_DIRECTIONS_: Look below for the line that has "fn from_str(s: &str)". Set down the lines from there through the line that has "pub const CHROMATIC_OFFSET: [f64;", exactly as written.

_RAW DATA_:
- Opening Delimiter -

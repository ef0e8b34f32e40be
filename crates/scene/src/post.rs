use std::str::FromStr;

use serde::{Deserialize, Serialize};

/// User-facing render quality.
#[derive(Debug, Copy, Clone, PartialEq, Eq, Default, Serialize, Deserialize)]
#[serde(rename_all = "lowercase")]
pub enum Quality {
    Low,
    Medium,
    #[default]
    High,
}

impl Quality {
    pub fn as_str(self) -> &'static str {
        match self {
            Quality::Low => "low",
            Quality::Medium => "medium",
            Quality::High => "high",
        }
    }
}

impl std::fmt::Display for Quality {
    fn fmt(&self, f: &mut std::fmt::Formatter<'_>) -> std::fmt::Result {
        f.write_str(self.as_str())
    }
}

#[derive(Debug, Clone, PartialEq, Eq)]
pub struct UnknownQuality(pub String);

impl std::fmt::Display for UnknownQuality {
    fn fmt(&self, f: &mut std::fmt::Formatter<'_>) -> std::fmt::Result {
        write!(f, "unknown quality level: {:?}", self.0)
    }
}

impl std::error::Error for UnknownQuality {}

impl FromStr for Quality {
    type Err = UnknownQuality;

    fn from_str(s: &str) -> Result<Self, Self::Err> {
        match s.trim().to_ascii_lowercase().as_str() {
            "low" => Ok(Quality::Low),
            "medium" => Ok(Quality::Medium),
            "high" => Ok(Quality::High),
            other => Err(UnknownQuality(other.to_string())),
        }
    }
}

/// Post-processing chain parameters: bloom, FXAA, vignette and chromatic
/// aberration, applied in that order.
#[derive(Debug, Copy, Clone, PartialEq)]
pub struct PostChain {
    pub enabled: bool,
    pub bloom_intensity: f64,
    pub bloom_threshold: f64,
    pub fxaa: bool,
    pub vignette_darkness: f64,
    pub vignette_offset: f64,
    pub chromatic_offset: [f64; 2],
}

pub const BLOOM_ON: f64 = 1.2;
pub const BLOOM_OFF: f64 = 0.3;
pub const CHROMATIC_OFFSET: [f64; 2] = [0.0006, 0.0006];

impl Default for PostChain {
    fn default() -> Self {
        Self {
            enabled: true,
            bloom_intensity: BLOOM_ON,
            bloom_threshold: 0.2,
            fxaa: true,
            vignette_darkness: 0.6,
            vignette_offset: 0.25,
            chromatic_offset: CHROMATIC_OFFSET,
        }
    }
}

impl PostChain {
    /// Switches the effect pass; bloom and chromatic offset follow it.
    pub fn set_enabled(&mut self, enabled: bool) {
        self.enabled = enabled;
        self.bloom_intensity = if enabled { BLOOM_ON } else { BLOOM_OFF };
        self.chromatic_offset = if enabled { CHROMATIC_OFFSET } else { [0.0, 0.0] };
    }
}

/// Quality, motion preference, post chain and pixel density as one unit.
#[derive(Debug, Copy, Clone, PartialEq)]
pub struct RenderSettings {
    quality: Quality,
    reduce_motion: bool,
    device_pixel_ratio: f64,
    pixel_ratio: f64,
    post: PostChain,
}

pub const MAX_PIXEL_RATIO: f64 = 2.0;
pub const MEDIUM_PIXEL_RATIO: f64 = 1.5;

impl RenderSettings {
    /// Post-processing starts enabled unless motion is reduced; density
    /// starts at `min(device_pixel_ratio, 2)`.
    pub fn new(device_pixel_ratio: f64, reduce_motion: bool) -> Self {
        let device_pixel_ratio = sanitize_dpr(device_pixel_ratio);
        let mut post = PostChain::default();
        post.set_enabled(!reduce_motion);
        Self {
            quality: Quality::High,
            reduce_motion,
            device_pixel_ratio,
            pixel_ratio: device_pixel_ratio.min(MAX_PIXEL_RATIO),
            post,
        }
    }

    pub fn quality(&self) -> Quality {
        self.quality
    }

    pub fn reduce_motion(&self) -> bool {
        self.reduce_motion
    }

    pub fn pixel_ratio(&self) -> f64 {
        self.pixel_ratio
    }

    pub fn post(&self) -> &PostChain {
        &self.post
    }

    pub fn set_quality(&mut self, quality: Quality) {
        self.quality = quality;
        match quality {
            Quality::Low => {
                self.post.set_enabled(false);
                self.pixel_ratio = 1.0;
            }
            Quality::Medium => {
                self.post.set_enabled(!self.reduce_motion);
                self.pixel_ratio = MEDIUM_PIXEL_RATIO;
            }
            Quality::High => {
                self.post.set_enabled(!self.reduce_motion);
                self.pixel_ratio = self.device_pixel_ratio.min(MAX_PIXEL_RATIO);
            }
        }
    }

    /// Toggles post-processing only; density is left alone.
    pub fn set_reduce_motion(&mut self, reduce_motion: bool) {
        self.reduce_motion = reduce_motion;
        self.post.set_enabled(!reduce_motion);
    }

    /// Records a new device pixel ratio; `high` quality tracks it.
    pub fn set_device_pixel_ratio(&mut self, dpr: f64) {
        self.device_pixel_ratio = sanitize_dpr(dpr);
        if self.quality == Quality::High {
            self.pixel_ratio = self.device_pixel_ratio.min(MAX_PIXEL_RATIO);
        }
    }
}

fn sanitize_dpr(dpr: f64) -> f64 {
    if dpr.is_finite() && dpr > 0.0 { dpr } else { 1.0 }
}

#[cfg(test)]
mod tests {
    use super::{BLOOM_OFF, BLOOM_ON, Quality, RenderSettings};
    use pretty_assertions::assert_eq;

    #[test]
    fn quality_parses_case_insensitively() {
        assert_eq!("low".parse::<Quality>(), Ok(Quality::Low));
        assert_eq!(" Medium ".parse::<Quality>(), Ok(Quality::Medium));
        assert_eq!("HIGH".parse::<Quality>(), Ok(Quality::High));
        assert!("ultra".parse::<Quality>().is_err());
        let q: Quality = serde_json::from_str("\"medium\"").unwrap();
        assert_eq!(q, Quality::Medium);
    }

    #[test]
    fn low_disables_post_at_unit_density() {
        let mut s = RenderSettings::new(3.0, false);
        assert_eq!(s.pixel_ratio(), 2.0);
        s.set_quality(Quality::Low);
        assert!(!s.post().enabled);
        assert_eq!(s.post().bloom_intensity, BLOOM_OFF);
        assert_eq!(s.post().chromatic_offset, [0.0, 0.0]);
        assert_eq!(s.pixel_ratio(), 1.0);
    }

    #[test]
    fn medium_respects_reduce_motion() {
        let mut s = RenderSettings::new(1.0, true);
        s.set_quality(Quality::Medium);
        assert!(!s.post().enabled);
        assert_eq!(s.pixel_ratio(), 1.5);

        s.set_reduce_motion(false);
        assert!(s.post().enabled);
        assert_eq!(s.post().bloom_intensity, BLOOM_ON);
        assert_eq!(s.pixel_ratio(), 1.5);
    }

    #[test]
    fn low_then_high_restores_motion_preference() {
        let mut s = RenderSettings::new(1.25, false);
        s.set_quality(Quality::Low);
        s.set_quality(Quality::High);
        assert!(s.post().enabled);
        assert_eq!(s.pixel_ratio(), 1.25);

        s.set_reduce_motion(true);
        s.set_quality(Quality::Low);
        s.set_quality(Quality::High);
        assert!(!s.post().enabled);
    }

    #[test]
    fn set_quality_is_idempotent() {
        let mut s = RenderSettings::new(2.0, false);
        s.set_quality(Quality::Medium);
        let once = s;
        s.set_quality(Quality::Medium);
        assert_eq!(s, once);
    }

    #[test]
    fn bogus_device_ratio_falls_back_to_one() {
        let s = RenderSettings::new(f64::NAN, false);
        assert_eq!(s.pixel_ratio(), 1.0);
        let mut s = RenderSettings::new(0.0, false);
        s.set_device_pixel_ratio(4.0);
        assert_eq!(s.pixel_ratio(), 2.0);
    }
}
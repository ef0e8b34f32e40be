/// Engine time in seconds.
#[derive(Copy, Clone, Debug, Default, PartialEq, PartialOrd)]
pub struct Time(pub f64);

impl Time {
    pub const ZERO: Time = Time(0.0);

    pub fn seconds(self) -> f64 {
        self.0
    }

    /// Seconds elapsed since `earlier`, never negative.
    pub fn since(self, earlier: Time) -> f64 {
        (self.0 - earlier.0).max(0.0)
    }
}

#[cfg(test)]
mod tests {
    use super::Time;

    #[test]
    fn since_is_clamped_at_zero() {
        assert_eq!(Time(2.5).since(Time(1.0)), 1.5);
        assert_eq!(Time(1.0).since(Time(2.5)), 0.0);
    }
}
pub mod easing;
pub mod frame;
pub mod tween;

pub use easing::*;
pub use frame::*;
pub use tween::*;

- Closing Delimiter -

_ANSWER_:
    fn from_str(s: &str) -> Result<Self, Self::Err> {
        match s.trim().to_ascii_lowercase().as_str() {
            "low" => Ok(Quality::Low),
            "medium" => Ok(Quality::Medium),
            "high" => Ok(Quality::High),
            other => Err(UnknownQuality(other.to_string())),
        }
    }
}

/// Post-processing chain parameters: bloom, FXAA, vignette and chromatic
/// aberration, applied in that order.
#[derive(Debug, Copy, Clone, PartialEq)]
pub struct PostChain {
    pub enabled: bool,
    pub bloom_intensity: f64,
    pub bloom_threshold: f64,
    pub fxaa: bool,
    pub vignette_darkness: f64,
    pub vignette_offset: f64,
    pub chromatic_offset: [f64; 2],
}

pub const BLOOM_ON: f64 = 1.2;
pub const BLOOM_OFF: f64 = 0.3;
pub const CHROMATIC_OFFSET: [f64; 2] = [0.0006, 0.0006];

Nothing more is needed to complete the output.